ECLI:NL:RVS:2013:BZ7555
Raad van State
- Hoger beroep
- C.J. Borman
- H. Herweijer
- Rechtspraak.nl
Afwijzing aanvraag exploitatievergunning voor elektrisch aangedreven open reddingssloep
In deze zaak gaat het om het hoger beroep van [appellant] tegen de uitspraak van de rechtbank Amsterdam van 24 april 2012, waarin het beroep van [appellant] tegen de afwijzing van zijn aanvraag voor een exploitatievergunning voor een elektrisch aangedreven open reddingssloep niet-ontvankelijk werd verklaard. Het college van burgemeester en wethouders van Amsterdam had op 22 juli 2011 de aanvraag van [appellant] afgewezen. De rechtbank oordeelde dat het beroepschrift van [appellant] prematuur was, omdat er nog geen besluit op bezwaar was genomen.
[appellant] heeft in hoger beroep betoogd dat de rechtbank ten onrechte heeft overwogen dat zijn beroepschrift prematuur was. Hij stelde dat het besluit van 22 juli 2011 geen bezwaarclausule bevatte, waardoor hij geen andere optie had dan naar de bestuursrechter te gaan. De Raad van State heeft echter vastgesteld dat [appellant] op 18 augustus 2011 een beroepschrift had ingediend, dat gericht was tegen het besluit van 22 juli 2011. Bovendien heeft hij op 22 september 2011 een e-mail gestuurd naar het college, waarin hij vroeg om een reactie op zijn eerdere beroep. Het college heeft deze e-mail vervolgens als bezwaar behandeld.

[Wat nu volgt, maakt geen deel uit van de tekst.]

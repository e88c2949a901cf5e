use std::{
    sync::{
        atomic::{AtomicUsize, Ordering},
        Arc,
    },
    time::Duration,
};

use axum::{
    extract::{
        ws::{Message, WebSocket, WebSocketUpgrade},
        State,
    },
    response::IntoResponse,
    routing::get,
    Router,
};
use chrono::Utc;
use shared::{
    domain::{Message as ChatMessage, MessageId},
    protocol::{ClientFrame, RelayEvent},
};
use tokio::{
    net::TcpListener,
    sync::{broadcast, mpsc, Mutex},
};

#[derive(Debug, Clone)]
enum RelayCommand {
    Event(String),
    Drop,
}

#[derive(Clone)]
struct RelayState {
    frames: mpsc::UnboundedSender<ClientFrame>,
    commands: broadcast::Sender<RelayCommand>,
    connections: Arc<AtomicUsize>,
    confirm_delay_ms: i64,
    echo_sends: bool,
    next_id: Arc<AtomicUsize>,
}

pub(crate) struct MockRelay {
    pub(crate) url: String,
    frames: Mutex<mpsc::UnboundedReceiver<ClientFrame>>,
    commands: broadcast::Sender<RelayCommand>,
    connections: Arc<AtomicUsize>,
}

impl MockRelay {
    /// Relay that records frames and only pushes what the test tells it to.
    pub(crate) async fn spawn() -> MockRelay {
        Self::spawn_with(false).await
    }

    /// Relay that answers every `send-message` with a confirmed `new-message`
    /// stamped 1.2s after receipt.
    pub(crate) async fn spawn_echoing() -> MockRelay {
        Self::spawn_with(true).await
    }

    async fn spawn_with(echo_sends: bool) -> MockRelay {
        std::env::set_var("NO_PROXY", "127.0.0.1,localhost");
        let listener = TcpListener::bind("127.0.0.1:0").await.expect("bind relay");
        let addr = listener.local_addr().expect("relay addr");
        let (frames_tx, frames_rx) = mpsc::unbounded_channel();
        let (commands, _) = broadcast::channel(64);
        let connections = Arc::new(AtomicUsize::new(0));
        let state = RelayState {
            frames: frames_tx,
            commands: commands.clone(),
            connections: Arc::clone(&connections),
            confirm_delay_ms: 1200,
            echo_sends,
            next_id: Arc::new(AtomicUsize::new(1)),
        };
        let app = Router::new()
            .route("/socket", get(relay_socket))
            .with_state(state);
        tokio::spawn(async move {
            let _ = axum::serve(listener, app).await;
        });
        MockRelay {
            url: format!("ws://{addr}/socket"),
            frames: Mutex::new(frames_rx),
            commands,
            connections,
        }
    }

    pub(crate) fn connections(&self) -> usize {
        self.connections.load(Ordering::SeqCst)
    }

    pub(crate) async fn wait_for_connections(&self, count: usize) {
        tokio::time::timeout(Duration::from_secs(5), async {
            while self.connections() < count {
                tokio::time::sleep(Duration::from_millis(10)).await;
            }
        })
        .await
        .expect("relay connection timeout");
    }

    pub(crate) fn push(&self, event: &RelayEvent) {
        let text = serde_json::to_string(event).expect("encode relay event");
        self.commands
            .send(RelayCommand::Event(text))
            .expect("no relay session listening");
    }

    /// Drops every open socket without a close handshake.
    pub(crate) fn drop_connections(&self) {
        let _ = self.commands.send(RelayCommand::Drop);
    }

    pub(crate) async fn next_frame(&self) -> ClientFrame {
        tokio::time::timeout(Duration::from_secs(2), async {
            self.frames.lock().await.recv().await
        })
        .await
        .expect("relay frame timeout")
        .expect("relay frame channel closed")
    }

    pub(crate) async fn next_frame_matching(
        &self,
        predicate: impl Fn(&ClientFrame) -> bool,
    ) -> ClientFrame {
        loop {
            let frame = self.next_frame().await;
            if predicate(&frame) {
                return frame;
            }
        }
    }

    pub(crate) async fn assert_no_frame(&self) {
        let next = tokio::time::timeout(Duration::from_millis(150), async {
            self.frames.lock().await.recv().await
        })
        .await;
        assert!(next.is_err(), "unexpected relay frame: {next:?}");
    }
}

async fn relay_socket(ws: WebSocketUpgrade, State(state): State<RelayState>) -> impl IntoResponse {
    ws.on_upgrade(move |socket| relay_session(socket, state))
}

async fn relay_session(mut socket: WebSocket, state: RelayState) {
    let mut commands = state.commands.subscribe();
    state.connections.fetch_add(1, Ordering::SeqCst);
    loop {
        tokio::select! {
            incoming = socket.recv() => match incoming {
                Some(Ok(Message::Text(text))) => {
                    let Ok(frame) = serde_json::from_str::<ClientFrame>(&text) else {
                        continue;
                    };
                    if state.echo_sends {
                        if let ClientFrame::SendMessage(outgoing) = &frame {
                            let id = state.next_id.fetch_add(1, Ordering::SeqCst);
                            let confirmed = ChatMessage {
                                id: MessageId(format!("msg-{id}")),
                                consultation_id: outgoing.consultation_id.clone(),
                                sender_id: outgoing.sender_id.clone(),
                                sender_type: outgoing.sender_type,
                                body: outgoing.body.clone(),
                                created_at: Utc::now()
                                    + chrono::Duration::milliseconds(state.confirm_delay_ms),
                                sender_name: outgoing.sender_name.clone(),
                            };
                            let event = RelayEvent::NewMessage(confirmed);
                            let text = serde_json::to_string(&event).expect("encode echo");
                            if socket.send(Message::Text(text)).await.is_err() {
                                break;
                            }
                        }
                    }
                    let _ = state.frames.send(frame);
                }
                Some(Ok(Message::Close(_))) | Some(Err(_)) | None => break,
                Some(Ok(_)) => {}
            },
            command = commands.recv() => match command {
                Ok(RelayCommand::Event(text)) => {
                    if socket.send(Message::Text(text)).await.is_err() {
                        break;
                    }
                }
                Ok(RelayCommand::Drop) | Err(_) => break,
            },
        }
    }
}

De Raad van State concludeert dat het ontbreken van een bezwaarclausule niet heeft verhinderd dat [appellant] tijdig tegen het besluit van 22 juli 2011 heeft opgekomen. De Raad oordeelt dat ingevolge de Algemene wet bestuursrecht slechts beroep kon worden ingesteld tegen een besluit op bezwaar. Aangezien er ten tijde van het indienen van het beroepschrift nog geen besluit op bezwaar was genomen, heeft de rechtbank het beroep van [appellant] terecht niet-ontvankelijk verklaard.
Het hoger beroep van [appellant] wordt ongegrond verklaard en de uitspraak van de rechtbank wordt bevestigd. Er is geen aanleiding voor een proceskostenveroordeling.